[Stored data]
____________
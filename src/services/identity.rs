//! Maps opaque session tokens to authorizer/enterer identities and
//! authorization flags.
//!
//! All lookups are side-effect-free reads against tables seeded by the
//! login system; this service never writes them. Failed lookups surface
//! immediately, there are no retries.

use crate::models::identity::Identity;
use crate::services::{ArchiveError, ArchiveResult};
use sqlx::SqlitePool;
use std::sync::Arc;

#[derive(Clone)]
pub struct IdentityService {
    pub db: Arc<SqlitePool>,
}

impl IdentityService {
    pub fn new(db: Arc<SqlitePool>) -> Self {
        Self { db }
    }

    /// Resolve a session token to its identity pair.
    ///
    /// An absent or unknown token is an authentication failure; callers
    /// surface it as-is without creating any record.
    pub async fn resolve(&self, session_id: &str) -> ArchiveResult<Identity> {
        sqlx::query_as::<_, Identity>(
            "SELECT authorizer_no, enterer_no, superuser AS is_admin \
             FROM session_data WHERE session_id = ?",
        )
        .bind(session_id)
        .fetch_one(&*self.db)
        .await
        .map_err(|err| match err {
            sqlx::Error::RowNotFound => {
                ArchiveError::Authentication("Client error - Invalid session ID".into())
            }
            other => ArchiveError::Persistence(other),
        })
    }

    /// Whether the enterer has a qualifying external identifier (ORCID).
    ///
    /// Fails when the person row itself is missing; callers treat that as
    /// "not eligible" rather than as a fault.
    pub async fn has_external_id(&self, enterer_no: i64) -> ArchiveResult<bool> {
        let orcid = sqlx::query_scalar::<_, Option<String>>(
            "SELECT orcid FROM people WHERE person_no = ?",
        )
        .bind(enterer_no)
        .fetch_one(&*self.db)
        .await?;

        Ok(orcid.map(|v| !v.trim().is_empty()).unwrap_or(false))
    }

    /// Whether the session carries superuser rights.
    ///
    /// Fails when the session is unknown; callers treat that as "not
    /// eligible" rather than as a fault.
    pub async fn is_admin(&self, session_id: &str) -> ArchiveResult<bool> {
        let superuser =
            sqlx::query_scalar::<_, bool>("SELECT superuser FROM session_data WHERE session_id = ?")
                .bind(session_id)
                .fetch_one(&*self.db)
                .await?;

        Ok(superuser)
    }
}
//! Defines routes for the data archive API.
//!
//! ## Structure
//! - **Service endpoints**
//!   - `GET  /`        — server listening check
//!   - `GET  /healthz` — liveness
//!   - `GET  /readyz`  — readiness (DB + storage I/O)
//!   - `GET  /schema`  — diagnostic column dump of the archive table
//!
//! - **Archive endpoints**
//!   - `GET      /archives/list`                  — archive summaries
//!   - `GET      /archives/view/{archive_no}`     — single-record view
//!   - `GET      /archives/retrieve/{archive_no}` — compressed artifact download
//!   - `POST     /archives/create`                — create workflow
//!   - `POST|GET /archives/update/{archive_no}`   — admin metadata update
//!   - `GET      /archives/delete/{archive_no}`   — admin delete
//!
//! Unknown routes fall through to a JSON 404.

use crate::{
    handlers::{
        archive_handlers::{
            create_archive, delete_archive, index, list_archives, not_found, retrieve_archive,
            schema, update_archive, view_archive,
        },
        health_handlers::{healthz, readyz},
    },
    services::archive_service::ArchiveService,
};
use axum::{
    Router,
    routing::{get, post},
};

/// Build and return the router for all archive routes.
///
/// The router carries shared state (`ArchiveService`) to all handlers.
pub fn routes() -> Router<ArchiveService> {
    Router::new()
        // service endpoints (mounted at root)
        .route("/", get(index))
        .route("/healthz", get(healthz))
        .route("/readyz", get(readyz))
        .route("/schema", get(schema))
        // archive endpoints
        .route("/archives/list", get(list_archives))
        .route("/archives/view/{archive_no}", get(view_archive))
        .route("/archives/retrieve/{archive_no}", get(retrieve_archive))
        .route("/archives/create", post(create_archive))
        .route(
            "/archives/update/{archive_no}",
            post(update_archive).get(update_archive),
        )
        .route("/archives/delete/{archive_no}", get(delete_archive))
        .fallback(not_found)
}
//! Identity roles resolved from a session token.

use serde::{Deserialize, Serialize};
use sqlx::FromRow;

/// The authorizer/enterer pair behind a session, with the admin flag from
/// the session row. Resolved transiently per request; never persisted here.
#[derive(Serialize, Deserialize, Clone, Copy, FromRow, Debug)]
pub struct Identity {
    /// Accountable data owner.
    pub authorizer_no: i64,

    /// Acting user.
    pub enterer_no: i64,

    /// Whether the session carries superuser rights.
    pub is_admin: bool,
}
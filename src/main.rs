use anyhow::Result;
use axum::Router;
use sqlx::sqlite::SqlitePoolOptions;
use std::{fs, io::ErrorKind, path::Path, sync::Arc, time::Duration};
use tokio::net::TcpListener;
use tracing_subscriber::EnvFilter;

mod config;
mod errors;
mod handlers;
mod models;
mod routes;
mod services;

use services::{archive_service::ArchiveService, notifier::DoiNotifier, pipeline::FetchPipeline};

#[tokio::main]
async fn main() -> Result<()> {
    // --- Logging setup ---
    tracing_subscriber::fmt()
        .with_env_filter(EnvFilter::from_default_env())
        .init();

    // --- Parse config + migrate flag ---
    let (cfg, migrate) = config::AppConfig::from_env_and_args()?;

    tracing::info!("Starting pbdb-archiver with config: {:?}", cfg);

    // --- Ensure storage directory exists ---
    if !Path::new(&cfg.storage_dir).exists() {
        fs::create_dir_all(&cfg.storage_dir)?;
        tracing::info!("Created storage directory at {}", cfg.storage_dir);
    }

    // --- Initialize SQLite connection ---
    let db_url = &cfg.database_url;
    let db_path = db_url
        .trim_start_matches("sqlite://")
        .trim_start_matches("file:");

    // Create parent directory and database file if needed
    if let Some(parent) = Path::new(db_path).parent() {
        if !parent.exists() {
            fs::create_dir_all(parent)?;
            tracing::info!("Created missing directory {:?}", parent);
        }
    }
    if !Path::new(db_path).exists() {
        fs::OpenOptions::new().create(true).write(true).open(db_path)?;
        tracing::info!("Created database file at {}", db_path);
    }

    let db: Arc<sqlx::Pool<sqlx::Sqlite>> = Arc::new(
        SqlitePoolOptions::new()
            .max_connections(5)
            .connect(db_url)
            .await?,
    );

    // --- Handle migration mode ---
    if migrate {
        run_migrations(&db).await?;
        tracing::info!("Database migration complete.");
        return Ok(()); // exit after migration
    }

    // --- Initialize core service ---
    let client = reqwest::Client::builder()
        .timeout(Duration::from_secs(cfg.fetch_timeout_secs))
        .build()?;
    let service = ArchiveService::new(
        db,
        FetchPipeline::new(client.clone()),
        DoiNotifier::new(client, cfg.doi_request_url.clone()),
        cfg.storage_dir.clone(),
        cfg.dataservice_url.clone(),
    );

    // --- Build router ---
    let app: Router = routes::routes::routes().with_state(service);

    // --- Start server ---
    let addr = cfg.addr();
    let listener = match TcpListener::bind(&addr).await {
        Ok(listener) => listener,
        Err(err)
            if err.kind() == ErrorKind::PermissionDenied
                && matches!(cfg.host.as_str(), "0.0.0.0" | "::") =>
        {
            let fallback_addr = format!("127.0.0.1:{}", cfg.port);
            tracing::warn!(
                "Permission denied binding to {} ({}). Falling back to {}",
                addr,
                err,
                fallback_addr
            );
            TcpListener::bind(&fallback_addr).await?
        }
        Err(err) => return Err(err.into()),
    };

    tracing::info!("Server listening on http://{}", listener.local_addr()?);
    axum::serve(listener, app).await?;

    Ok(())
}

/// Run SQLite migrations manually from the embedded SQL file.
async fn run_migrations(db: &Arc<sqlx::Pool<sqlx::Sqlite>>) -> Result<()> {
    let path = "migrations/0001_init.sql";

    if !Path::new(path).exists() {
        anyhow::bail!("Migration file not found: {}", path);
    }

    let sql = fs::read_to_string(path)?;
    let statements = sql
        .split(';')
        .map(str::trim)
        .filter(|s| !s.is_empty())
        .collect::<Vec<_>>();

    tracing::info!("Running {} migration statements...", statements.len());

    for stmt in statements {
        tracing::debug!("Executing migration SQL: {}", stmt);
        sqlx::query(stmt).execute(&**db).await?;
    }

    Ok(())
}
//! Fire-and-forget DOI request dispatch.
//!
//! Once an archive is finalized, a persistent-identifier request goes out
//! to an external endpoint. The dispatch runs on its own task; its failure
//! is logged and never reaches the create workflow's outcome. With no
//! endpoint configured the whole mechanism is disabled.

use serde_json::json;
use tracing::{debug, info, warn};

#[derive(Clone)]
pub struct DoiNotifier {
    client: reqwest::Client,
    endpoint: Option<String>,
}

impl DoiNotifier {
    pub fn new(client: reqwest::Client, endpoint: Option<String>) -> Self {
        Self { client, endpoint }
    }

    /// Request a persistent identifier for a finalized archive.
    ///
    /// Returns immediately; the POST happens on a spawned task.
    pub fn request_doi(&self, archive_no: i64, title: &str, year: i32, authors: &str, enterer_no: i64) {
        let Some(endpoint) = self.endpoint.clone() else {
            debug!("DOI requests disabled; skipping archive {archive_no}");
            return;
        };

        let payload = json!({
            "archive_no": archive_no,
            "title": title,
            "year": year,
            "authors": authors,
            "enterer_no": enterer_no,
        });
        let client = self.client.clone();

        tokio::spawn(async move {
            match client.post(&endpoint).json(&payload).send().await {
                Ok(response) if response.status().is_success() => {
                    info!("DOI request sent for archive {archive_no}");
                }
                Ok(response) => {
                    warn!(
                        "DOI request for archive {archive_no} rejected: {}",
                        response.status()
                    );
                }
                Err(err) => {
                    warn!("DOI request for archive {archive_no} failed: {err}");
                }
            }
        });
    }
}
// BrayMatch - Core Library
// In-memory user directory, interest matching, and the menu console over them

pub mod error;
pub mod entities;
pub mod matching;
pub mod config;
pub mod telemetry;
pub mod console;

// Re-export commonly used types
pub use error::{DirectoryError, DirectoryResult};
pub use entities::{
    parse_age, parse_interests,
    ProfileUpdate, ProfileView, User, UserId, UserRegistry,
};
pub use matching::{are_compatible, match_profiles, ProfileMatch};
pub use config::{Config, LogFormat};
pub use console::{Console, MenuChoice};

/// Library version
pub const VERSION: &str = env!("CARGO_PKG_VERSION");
____________
• WHAT NEEDS TO BE DONE
Gather from the entries above all lines that include the string "models".

• TASK RESULT
use crate::models::identity::Identity;
mod models;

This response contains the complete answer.